The light blinked out in Carson’s eyes. He looked depressed again. He looked tired, as if life had pushed him as far as he could go.

“Al?” Marino got serious. “What the fuck’s going on? How come nobody showed up at this little party?”

A gleaming black Crown Victoria was driving toward the parking lot.

“Well, I’ve got to head on,” Carson abruptly said, his face etched with his mind elsewhere. “Let’s hook up at the F.O.P. It’s your turn to buy the beer. Remember when Louisville beat Charlotte and you lost the bet, old boy?”

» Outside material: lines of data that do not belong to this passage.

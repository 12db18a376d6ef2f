//! User entity model

use sea_orm::ActiveModelBehavior;
use sea_orm::entity::prelude::*;
use sea_orm::prelude::DateTimeWithTimeZone;
use serde::{Deserialize, Serialize};
use utoipa::ToSchema;

/// A login belonging to exactly one tenant
#[derive(Clone, Debug, PartialEq, Eq, DeriveEntityModel)]
#[sea_orm(table_name = "users")]
pub struct Model {
    #[sea_orm(primary_key, auto_increment = false)]
    pub id: Uuid,

    pub tenant_id: Uuid,

    /// Unique across all tenants
    #[sea_orm(unique)]
    pub email: String,

    /// argon2 PHC string
    pub password_hash: String,

    pub role: UserRole,

    pub is_active: bool,

    pub created_at: DateTimeWithTimeZone,
}

#[derive(
    Debug,
    Clone,
    Copy,
    PartialEq,
    Eq,
    EnumIter,
    DeriveActiveEnum,
    Serialize,
    Deserialize,
    ToSchema,
    Default,
)]
#[sea_orm(rs_type = "String", db_type = "Text")]
pub enum UserRole {
    #[sea_orm(string_value = "admin")]
    #[serde(rename = "admin")]
    Admin,

    #[sea_orm(string_value = "user")]
    #[serde(rename = "user")]
    #[default]
    User,
}

impl UserRole {
    pub fn as_str(&self) -> &'static str {
        match self {
            UserRole::Admin => "admin",
            UserRole::User => "user",
        }
    }
}

#[derive(Copy, Clone, Debug, EnumIter, DeriveRelation)]
pub enum Relation {
    #[sea_orm(
        belongs_to = "super::tenant::Entity",
        from = "Column::TenantId",
        to = "super::tenant::Column::Id"
    )]
    Tenant,
}

impl Related<super::tenant::Entity> for Entity {
    fn to() -> RelationDef {
        Relation::Tenant.def()
    }
}

impl ActiveModelBehavior for ActiveModel {}
impl ConfigLoader {
    /// Creates a new loader rooted at the current working directory.
    pub fn new() -> Self {
        Self {
            base_dir: env::current_dir().unwrap_or_else(|_| PathBuf::from(".")),
        }
    }

    /// Creates a loader rooted at the provided directory (useful for tests).
    pub fn with_base_dir(base_dir: PathBuf) -> Self {
        Self { base_dir }
    }

    /// Loads, validates and returns the layered configuration.
    pub fn load(&self) -> Result<AppConfig, ConfigError> {
        let (mut layered, profile_hint) = self.collect_layered_env()?;

        // Overlay process environment last so it wins.
        for (key, value) in env::vars() {
            if let Some(stripped) = key.strip_prefix(ENV_PREFIX) {
                layered.insert(stripped.to_string(), value);
            }
        }

        let profile = layered
            .remove("PROFILE")
            .filter(|v| !v.is_empty())
            .unwrap_or(profile_hint);
        let api_bind_addr = layered
            .remove("API_BIND_ADDR")
            .filter(|v| !v.is_empty())
            .unwrap_or_else(default_api_bind_addr);
        let log_level = layered
            .remove("LOG_LEVEL")
            .filter(|v| !v.is_empty())
            .unwrap_or_else(default_log_level);
        let log_format = layered
            .remove("LOG_FORMAT")
            .filter(|v| !v.is_empty())
            .unwrap_or_else(default_log_format);
        let database_url = layered
            .remove("DATABASE_URL")
            .filter(|v| !v.is_empty())
            .unwrap_or_else(default_database_url);
        let db_max_connections = layered
            .remove("DB_MAX_CONNECTIONS")
            .and_then(|v| v.parse().ok())
            .unwrap_or_else(default_db_max_connections);
        let db_acquire_timeout_ms = layered
            .remove("DB_ACQUIRE_TIMEOUT_MS")
            .and_then(|v| v.parse().ok())
            .unwrap_or_else(default_db_acquire_timeout_ms);
        let max_upload_bytes = parse_number(&mut layered, "MAX_UPLOAD_BYTES")?
            .unwrap_or_else(default_max_upload_bytes);
        let trial_days =
            parse_number(&mut layered, "TRIAL_DAYS")?.unwrap_or_else(default_trial_days);

        let jwt = JwtConfig {
            secret: non_empty(layered.remove("JWT_SECRET")),
            algorithm: non_empty(layered.remove("JWT_ALGORITHM"))
                .map(|v| v.to_ascii_uppercase())
                .unwrap_or_else(default_jwt_algorithm),
            access_ttl_minutes: parse_number(&mut layered, "JWT_ACCESS_TTL_MINUTES")?
                .unwrap_or_else(default_access_ttl_minutes),
            refresh_ttl_days: parse_number(&mut layered, "JWT_REFRESH_TTL_DAYS")?
                .unwrap_or_else(default_refresh_ttl_days),
        };

        let force_path_style = match non_empty(layered.remove("STORAGE_FORCE_PATH_STYLE")) {
            Some(raw) => parse_bool(&raw).ok_or(ConfigError::InvalidValue {
                key: "STORAGE_FORCE_PATH_STYLE",
                value: raw,
            })?,
            None => default_force_path_style(),
        };
        let storage = StorageConfig {
            endpoint: non_empty(layered.remove("STORAGE_ENDPOINT")),
            region: non_empty(layered.remove("STORAGE_REGION"))
                .unwrap_or_else(default_storage_region),
            access_key: non_empty(layered.remove("STORAGE_ACCESS_KEY")),
            secret_key: non_empty(layered.remove("STORAGE_SECRET_KEY")),
            bucket: non_empty(layered.remove("STORAGE_BUCKET")),
            force_path_style,
            sas_ttl_minutes: parse_number(&mut layered, "SAS_TTL_MINUTES")?
                .unwrap_or_else(default_sas_ttl_minutes),
        };

        let webhook = WebhookConfig {
            url: non_empty(layered.remove("WEBHOOK_URL")),
            secret: non_empty(layered.remove("WEBHOOK_SECRET")),
            timeout_seconds: parse_number(&mut layered, "WEBHOOK_TIMEOUT_SECONDS")?
                .unwrap_or_else(default_webhook_timeout_seconds),
        };

        let ai = AiConfig {
            api_key: non_empty(layered.remove("AI_API_KEY")),
            api_base: non_empty(layered.remove("AI_API_BASE"))
                .map(|v| v.trim_end_matches('/').to_string())
                .unwrap_or_else(default_ai_api_base),
            model: non_empty(layered.remove("AI_MODEL")).unwrap_or_else(default_ai_model),
        };

        let config = AppConfig {
            profile,
            api_bind_addr,
            log_level,
            log_format,
            database_url,
            db_max_connections,
            db_acquire_timeout_ms,
            max_upload_bytes,
            trial_days,
            jwt,
            storage,
            webhook,
            ai,
        };

        config.validate()?;

        match config.bind_addr() {
            Ok(_) => Ok(config),
            Err(source) => Err(ConfigError::InvalidBindAddr {
                value: config.api_bind_addr.clone(),
                source,
            }),
        }
    }

    fn collect_layered_env(&self) -> Result<(BTreeMap<String, String>, String), ConfigError> {
        let mut values = BTreeMap::new();

        self.merge_dotenv(self.base_dir.join(".env"), &mut values)?;
        self.merge_dotenv(self.base_dir.join(".env.local"), &mut values)?;

        let profile = env::var("BEAM_PROFILE")
            .ok()
            .filter(|v| !v.is_empty())
            .or_else(|| values.get("PROFILE").cloned())
            .unwrap_or_else(default_profile);

        self.merge_dotenv(
            self.base_dir.join(format!(".env.{}", &profile)),
            &mut values,
        )?;
        self.merge_dotenv(
            self.base_dir.join(format!(".env.{}.local", &profile)),
            &mut values,
        )?;

        Ok((values, profile))
    }

    fn merge_dotenv(
        &self,
        path: PathBuf,
        values: &mut BTreeMap<String, String>,
    ) -> Result<(), ConfigError> {
        match dotenvy::from_path_iter(&path) {
            Ok(iter) => {
                for item in iter {
                    let (key, value) = item.map_err(|source| ConfigError::EnvFile {
                        path: path.clone(),
                        source,
                    })?;
                    if let Some(stripped) = key.strip_prefix(ENV_PREFIX) {
                        values.insert(stripped.to_string(), value);
                    }
                }
                Ok(())
            }
            Err(dotenvy::Error::Io(ref io_err))
                if io_err.kind() == std::io::ErrorKind::NotFound =>
            {
                Ok(())
            }
            Err(err) => Err(ConfigError::EnvFile { path, source: err }),
        }
    }
}

impl Default for ConfigLoader {
    fn default() -> Self {
        Self::new()
    }
}

fn non_empty(value: Option<String>) -> Option<String> {
    value.and_then(|val| {
        let trimmed = val.trim();
        if trimmed.is_empty() {
            None
        } else {
            Some(trimmed.to_string())
        }
    })
}

fn parse_number<T: std::str::FromStr>(
    layered: &mut BTreeMap<String, String>,
    key: &'static str,
) -> Result<Option<T>, ConfigError> {
    match non_empty(layered.remove(key)) {
        Some(raw) => raw
            .parse()
            .map(Some)
            .map_err(|_| ConfigError::InvalidValue { key, value: raw }),
        None => Ok(None),
    }
}

fn parse_bool(raw: &str) -> Option<bool> {
    match raw.to_ascii_lowercase().as_str() {
        "1" | "true" | "yes" | "on" => Some(true),
        "0" | "false" | "no" | "off" => Some(false),
        _ => None,
    }
}

#[cfg(test)]
mod tests {
    use super::*;

    #[test]
    fn test_default_config_validates_in_local_profile() {
        let config = AppConfig::default();
        assert!(config.validate().is_ok());
        assert_eq!(config.jwt.secret_or_dev(), DEV_JWT_SECRET);
        config.bind_addr().expect("default bind addr parses");
    }

    #[test]
    fn test_production_profile_requires_jwt_secret() {
        let mut config = AppConfig {
            profile: "production".to_string(),
            ..AppConfig::default()
        };
        assert!(matches!(
            config.validate(),
            Err(ConfigError::MissingJwtSecret)
        ));

        config.jwt.secret = Some("s3cret".to_string());
        assert!(config.validate().is_ok());
    }

    #[test]
    fn test_jwt_algorithm_must_be_hmac() {
        let mut jwt = JwtConfig::default();
        jwt.algorithm = "RS256".to_string();
        assert!(matches!(
            jwt.validate("local"),
            Err(ConfigError::InvalidJwtAlgorithm { .. })
        ));
    }

    #[test]
    fn test_zero_ttls_are_rejected() {
        let mut config = AppConfig::default();
        config.jwt.access_ttl_minutes = 0;
        assert!(config.validate().is_err());

        let mut config = AppConfig::default();
        config.storage.sas_ttl_minutes = 0;
        assert!(config.validate().is_err());

        let mut config = AppConfig::default();
        config.max_upload_bytes = 0;
        assert!(matches!(
            config.validate(),
            Err(ConfigError::InvalidUploadLimit)
        ));
    }

    #[test]
    fn test_redacted_json_hides_secrets() {
        let mut config = AppConfig::default();
        config.jwt.secret = Some("jwt-secret-value".to_string());
        config.storage.secret_key = Some("storage-secret-value".to_string());
        config.webhook.secret = Some("webhook-secret-value".to_string());
        config.ai.api_key = Some("sk-live-value".to_string());
        config.database_url = "postgres://beam:hunter2@db:5432/beam".to_string();

        let json = config.redacted_json().unwrap();
        assert!(!json.contains("jwt-secret-value"));
        assert!(!json.contains("storage-secret-value"));
        assert!(!json.contains("webhook-secret-value"));
        assert!(!json.contains("sk-live-value"));
        assert!(!json.contains("hunter2"));
        assert!(json.contains("[REDACTED]"));
    }

    #[test]
    fn test_storage_is_configured_only_with_bucket() {
        let mut storage = StorageConfig::default();
        assert!(!storage.is_configured());
        storage.bucket = Some(String::new());
        assert!(!storage.is_configured());
        storage.bucket = Some("uploads".to_string());
        assert!(storage.is_configured());
    }

    #[test]
    fn test_parse_bool_variants() {
        assert_eq!(parse_bool("TRUE"), Some(true));
        assert_eq!(parse_bool("off"), Some(false));
        assert_eq!(parse_bool("maybe"), None);
    }
}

Then Carson was gone without acknowledging Anderson in any way, because it was clear he had no power over her.

“Hey, Anderson?” Marino said, pounding her back.

She gasped, clamping her hand over her nose and mouth.

“How you like working for Carson? Pretty nice guy, huh?” he said.

She backed away and he stayed with her. Even I was rather appalled by Marino and his stinking uniform pants, filthy gloves and booties. His undershirt would never be white again, and there were big holes where seams had succumbed to his big belly. He got so close to Anderson, I thought he might kiss her.

“You stink!” She tried to get away from him.

“Funny how that happens in a job like this.”

“Get away from me!”

But he wouldn’t. She darted this way and that, and with each step he blocked her like a mountain until she was pressed against supersacks of injectable carbon bound for the West Indies.

“Just what the fuck do you think you’re doing?” His words grabbed her by the collar. “We get some rotting body in a cargo container in a fucking international shipping port where half the people don’t speak fucking English and you decide you’re gonna handle things all by yourself?”

Gravel popped outside in the parking lot, the black Crown Victoria driving fast.

“Miss Junior Detective gets her first case. And may as well have the chief medical examiner show up, along with a few helicopter news crews?”

“I’m turning you in to internal affairs,” Anderson yelled at him. “I’m taking out a warrant on you!”

“For what? Stinking?”

“You’re dead!”

“No. What’s dead is that guy in there.” Marino pointed at the container. “What’s dead is your ass if you ever have to testify about this case in court.”

“Marino, come on,” I said as the Crown Victoria brazenly drove onto the restricted dock.

“Hey!” Shaw was running after it, waving his arms. “You can’t park there!”

“You’re nothing but a used-up, washed-up, redneck loser,” Anderson said to Marino as she trotted off.

Marino yanked off gloves inside out and freed himself of his blue plasticized paper booties by stepping down on the heel of each with the opposite toe. He picked up his soiled white uniform shirt by the clip-on tie, which didn’t stay attached, so he stomped them as if they were a fire to put out. I quietly collected them and dropped them and mine into a red biological hazard bag.

“Are you quite finished?” I asked him.

“Ain’t even begun,” Marino said, staring out as the driver’s door of the Crown Victoria opened and a uniformed male officer climbed out.

Anderson rounded the side of the warehouse and walked quickly toward the car. Shaw was hurrying, too, dockworkers looking on as a striking woman in uniform and sparkling brass climbed out of the back of the car. She looked around as the world looked back. Someone whistled. Someone else did. Then the dock sounded like referees protesting every foul imaginable.

“Let me guess,” I said to Marino. “Bray.”